Below are some records. Say in a single number how many of their lines include the word "since".

_DATA SHOWN:_
********************

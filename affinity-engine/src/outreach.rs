//! Eligibility rules for unsolicited messages.
//!
//! Pure functions over store snapshots. The loops in [`crate::engine`] load
//! the records, these decide who may be messaged, and the loops pick one at
//! random.
//!
//! Pending DM state machine:
//!
//! ```text
//! None ──send──▶ Pending(1) ──backoff elapsed, reselected──▶ Pending(2) ─ … ─▶ Pending(4)
//!   ▲                │                                                          │
//!   └── DM reply ────┴────────────────────── DM reply ──────────────────────────┘
//! ```
//!
//! `Pending(max)` never becomes eligible again on time alone.

use std::collections::HashSet;

use affinity_core::config::{LonelinessConfig, ProactiveConfig};
use affinity_core::{PendingDm, UserId, UserProfile};
use chrono::{DateTime, Duration, Utc};

/// Hours to wait after the n-th unanswered check-in.
#[must_use]
pub fn backoff_hours(attempt: u32) -> i64 {
    match attempt {
        0 | 1 => 24,
        2 => 48,
        3 => 96,
        _ => 168,
    }
}

/// Backoff after the n-th unanswered check-in.
#[must_use]
pub fn backoff_for_attempt(attempt: u32) -> Duration {
    Duration::hours(backoff_hours(attempt))
}

/// Whether an outstanding DM may be followed up at `now`.
#[must_use]
pub fn pending_eligible(pending: &PendingDm, now: DateTime<Utc>, max_attempts: u32) -> bool {
    pending.attempt_count < max_attempts && now - pending.sent_at > backoff_for_attempt(pending.attempt_count)
}

/// Loneliness candidates: outstanding DMs whose backoff elapsed, plus
/// users with nothing outstanding who have been quiet past the
/// inactivity threshold. Users who never interacted are not candidates.
#[must_use]
pub fn loneliness_candidates(
    pending: &[PendingDm],
    profiles: &[UserProfile],
    now: DateTime<Utc>,
    config: &LonelinessConfig,
) -> Vec<UserId> {
    let mut candidates: Vec<UserId> = pending
        .iter()
        .filter(|p| pending_eligible(p, now, config.max_dm_attempts))
        .map(|p| p.user_id.clone())
        .collect();

    let outstanding: HashSet<&UserId> = pending.iter().map(|p| &p.user_id).collect();
    let threshold = hours(config.inactivity_threshold_hours);
    candidates.extend(
        profiles
            .iter()
            .filter(|p| !outstanding.contains(&p.user_id))
            .filter(|p| p.last_interaction_at.is_some_and(|t| now - t >= threshold))
            .map(|p| p.user_id.clone()),
    );
    candidates
}

/// Proactive candidates: close enough, nothing outstanding, and not
/// talked to recently.
#[must_use]
pub fn proactive_candidates(
    pending: &[PendingDm],
    profiles: &[UserProfile],
    now: DateTime<Utc>,
    config: &ProactiveConfig,
) -> Vec<UserId> {
    let outstanding: HashSet<&UserId> = pending.iter().map(|p| &p.user_id).collect();
    let recent = hours(config.recent_activity_hours);
    profiles
        .iter()
        .filter(|p| p.affection >= config.min_affection)
        .filter(|p| !outstanding.contains(&p.user_id))
        .filter(|p| p.last_interaction_at.is_none_or(|t| now - t >= recent))
        .map(|p| p.user_id.clone())
        .collect()
}

/// How long ago a conversation was, in the persona's words.
#[must_use]
pub fn time_context(since: Duration) -> &'static str {
    if since >= Duration::hours(12) {
        "a while ago"
    } else if since >= Duration::hours(6) {
        "earlier today"
    } else {
        "a little bit ago"
    }
}

#[allow(clippy::cast_possible_truncation)]
pub(crate) fn hours(h: f64) -> Duration {
    Duration::seconds((h * 3600.0).round() as i64)
}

********************

_TASK OUTPUT:_ 3